Here is the result of my experiment:
1. Table foo in Oracle
{code}
SQL> select * from foo;
I J K
---------- ---------- ----------
1 2 3
{code}
2. Sqoop command
{code}
sqoop import --verbose ... --table SQOOPTEST.FOO -m 1 --hive-import
--hive-table FOO --hive-partition-key I --hive-partition-value 1.0
{code}
3. Output file in Hdfs
{code}
1,2,3
{code}
4. Hive view
{code}
hive> select * from foo;
OK
1.0 2.0 1.0
{code}
5. Hive table definition
{code}
hive> SHOW TABLE EXTENDED LIKE foo;
OK
tableName:foo
owner:cheolsoo
location:hdfs://localhost/user/hive/warehouse/foo
inputformat:org.apache.hadoop.mapred.TextInputFormat
outputformat:org.apache.hadoop.hive.ql.io.HiveIgnoreKeyTextOutputFormat
columns:struct columns { double j, double k}
partitioned:true
partitionColumns:struct partition_columns { string i}
totalNumberFiles:2
totalFileSize:6
maxFileSize:6
minFileSize:0
lastAccessTime:1337993171274
lastUpdateTime:1337993176838
{code}
> Cannot define partition keys for Hive tables created through Sqoop
> ------------------------------------------------------------------
>
> Key: SQOOP-489
> URL: https://issues.apache.org/jira/browse/SQOOP-489
> Project: Sqoop
> Issue Type: Bug
> Affects Versions: 1.4.1-incubating
> Reporter: Kathleen Ting
> Attachments: SQOOP-489.patch
>
>
> By enabling the table option, Sqoop includes every column in the table in the
> create table query, and by enabling the hive-partition-key option, Sqoop
> blindly appends the "partitioned by" clause.

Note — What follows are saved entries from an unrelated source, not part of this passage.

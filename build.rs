use std::process::Command;

fn main() {
    // Get build timestamp
    let build_date = chrono::Utc::now()
        .format("%Y-%m-%d %H:%M:%S UTC")
        .to_string();
    println!("cargo:rustc-env=BUILD_DATE={}", build_date);

    let git_hash = git(&["rev-parse", "--short", "HEAD"]).unwrap_or_else(|| "unknown".to_string());
    println!("cargo:rustc-env=GIT_HASH={}", git_hash);

    let git_branch =
        git(&["rev-parse", "--abbrev-ref", "HEAD"]).unwrap_or_else(|| "unknown".to_string());
    println!("cargo:rustc-env=GIT_BRANCH={}", git_branch);

    println!("cargo:rerun-if-changed=.git/HEAD");
    println!("cargo:rerun-if-changed=.git/refs/heads/");
}

fn git(args: &[&str]) -> Option<String> {
    let output = Command::new("git").args(args).output().ok()?;
    if !output.status.success() {
        return None;
    }
    let value = String::from_utf8_lossy(&output.stdout).trim().to_string();
    (!value.is_empty()).then_some(value)
}
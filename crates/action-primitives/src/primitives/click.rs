//! Click primitive - tap at a normalized screen point

use screenpilot_core_types::NormalizedPoint;
use tracing::debug;

use crate::{errors::ActionError, gesture::click_stroke, primitives::DefaultActionExecutor};

/// Execute click primitive
///
/// Steps:
/// 1. Map the normalized point onto screen pixels
/// 2. Build a single-point stroke starting immediately
/// 3. Dispatch and check the surface accepted it
pub async fn execute_click(
    executor: &DefaultActionExecutor,
    x: f32,
    y: f32,
) -> Result<(), ActionError> {
    let stroke = click_stroke(
        executor.screen(),
        NormalizedPoint::new(x, y),
        executor.click_duration(),
    );
    debug!(point = ?stroke.points[0], "Dispatching tap");

    if executor.surface().dispatch_stroke(&stroke).await {
        Ok(())
    } else {
        Err(ActionError::GestureRejected(format!(
            "tap at ({x:.3}, {y:.3}) not accepted"
        )))
    }
}
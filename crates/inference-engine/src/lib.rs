//! Inference Engine - the timer-driven core of the ScreenPilot loop
//!
//! Each tick takes the latest frame from the slot, converts it to the
//! model's input tensor, runs one forward pass on a blocking thread,
//! decodes the scores into an action and awaits its dispatch.
//!
//! Guarantees:
//! - at most one tick in flight; overdue ticks are skipped, not queued
//! - per-tick failures are logged and counted, never fatal
//! - load and startup failures suspend the loop and go to the status bus

pub mod dense;
pub mod engine;
pub mod errors;
pub mod metrics;
pub mod provider;
pub mod runtime;
pub mod state;
pub mod status;
pub mod tensor;

pub use dense::{encode_dense_model, DenseModel, DenseRuntime, DENSE_MAGIC};
pub use engine::{
    EngineOptions, InferenceEngine, ModelInfo, SkipReason, TickFailure, TickOutcome,
    DEFAULT_PERIOD,
};
pub use errors::{EngineError, InferenceError, LoadError, TransformError};
pub use metrics::{EngineMetrics, EngineMetricsSnapshot};
pub use provider::{sha256_file, ArtifactStatus, FileModelProvider, ModelProvider};
pub use runtime::{LoadedModel, ModelRuntime};
pub use state::{LoopState, SuspendReason};
pub use status::{StatusEvent, StatusKind};
pub use tensor::{to_tensor, InputTensor, TensorSpec};
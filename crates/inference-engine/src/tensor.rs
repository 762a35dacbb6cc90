//! Frame to model-input conversion.

use frame_source::Frame;
use image::imageops::{self, FilterType};
use image::DynamicImage;
use ndarray::Array3;
use serde::{Deserialize, Serialize};

use crate::errors::TransformError;

/// Shape and normalization the model expects.
///
/// Pixels are resized to `side x side` and each channel value `v` becomes
/// `(v - mean) / std`.
#[derive(Debug, Clone, Copy, PartialEq, Serialize, Deserialize)]
#[serde(default)]
pub struct TensorSpec {
    pub side: u32,
    pub channels: usize,
    pub mean: f32,
    pub std: f32,
}

impl Default for TensorSpec {
    fn default() -> Self {
        Self {
            side: 224,
            channels: 3,
            mean: 0.0,
            std: 255.0,
        }
    }
}

impl TensorSpec {
    /// `(height, width, channels)`
    pub fn shape(&self) -> (usize, usize, usize) {
        (self.side as usize, self.side as usize, self.channels)
    }

    pub fn element_count(&self) -> usize {
        let (h, w, c) = self.shape();
        h * w * c
    }

    pub fn validate(&self) -> Result<(), TransformError> {
        if self.side == 0 {
            return Err(TransformError::InvalidSpec("side is zero".into()));
        }
        if self.std == 0.0 || !self.std.is_finite() {
            return Err(TransformError::InvalidSpec(format!(
                "std {} is not a usable divisor",
                self.std
            )));
        }
        if !matches!(self.channels, 1 | 3) {
            return Err(TransformError::UnsupportedChannels(self.channels));
        }
        Ok(())
    }
}

/// Normalized HWC input for one forward pass.
#[derive(Debug, Clone)]
pub struct InputTensor {
    data: Array3<f32>,
}

impl InputTensor {
    pub fn new(data: Array3<f32>) -> Self {
        Self { data }
    }

    pub fn data(&self) -> &Array3<f32> {
        &self.data
    }

    pub fn shape(&self) -> (usize, usize, usize) {
        self.data.dim()
    }
}

pub fn to_tensor(frame: &Frame, spec: &TensorSpec) -> Result<InputTensor, TransformError> {
    spec.validate()?;
    if frame.width() == 0 || frame.height() == 0 || frame.pixels().is_empty() {
        return Err(TransformError::EmptyFrame);
    }

    let resized = imageops::resize(
        &frame.to_rgb_image(),
        spec.side,
        spec.side,
        FilterType::Triangle,
    );

    let data = if spec.channels == 1 {
        let luma = DynamicImage::ImageRgb8(resized).to_luma8();
        Array3::from_shape_fn(spec.shape(), |(y, x, _)| {
            normalize(luma.get_pixel(x as u32, y as u32).0[0], spec)
        })
    } else {
        Array3::from_shape_fn(spec.shape(), |(y, x, c)| {
            normalize(resized.get_pixel(x as u32, y as u32).0[c], spec)
        })
    };

    Ok(InputTensor::new(data))
}

fn normalize(value: u8, spec: &TensorSpec) -> f32 {
    (value as f32 - spec.mean) / spec.std
}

Now if you specify one of
> columns in the table in the hive-partition-key, this will cause a syntax
> error in Hive.
> For example, if we have a table 'FOO' that has columns 'I' and 'J':
> sqoop create-hive-table --table FOO ...
> will generate the following Hive query:
> CREATE TABLE IF NOT EXISTS `FOO` ( `I` STRING, `J` STRING)
> Now if we add "--hive-partition-key I" to the command, Sqoop generates the
> following query:
> CREATE TABLE IF NOT EXISTS `FOO` ( `I` STRING, `J` STRING) PARTITIONED BY (I
> STRING)
> The problem is that since 'I' is defined twice (once in CRATE TABLE and once
> in PARTITIONED BY), this is a syntax error in Hive.
> This correct query would be something like:
> CREATE TABLE IF NOT EXISTS `FOO` (`J` STRING) PARTITIONED BY (I STRING)
--
This message is automatically generated by JIRA.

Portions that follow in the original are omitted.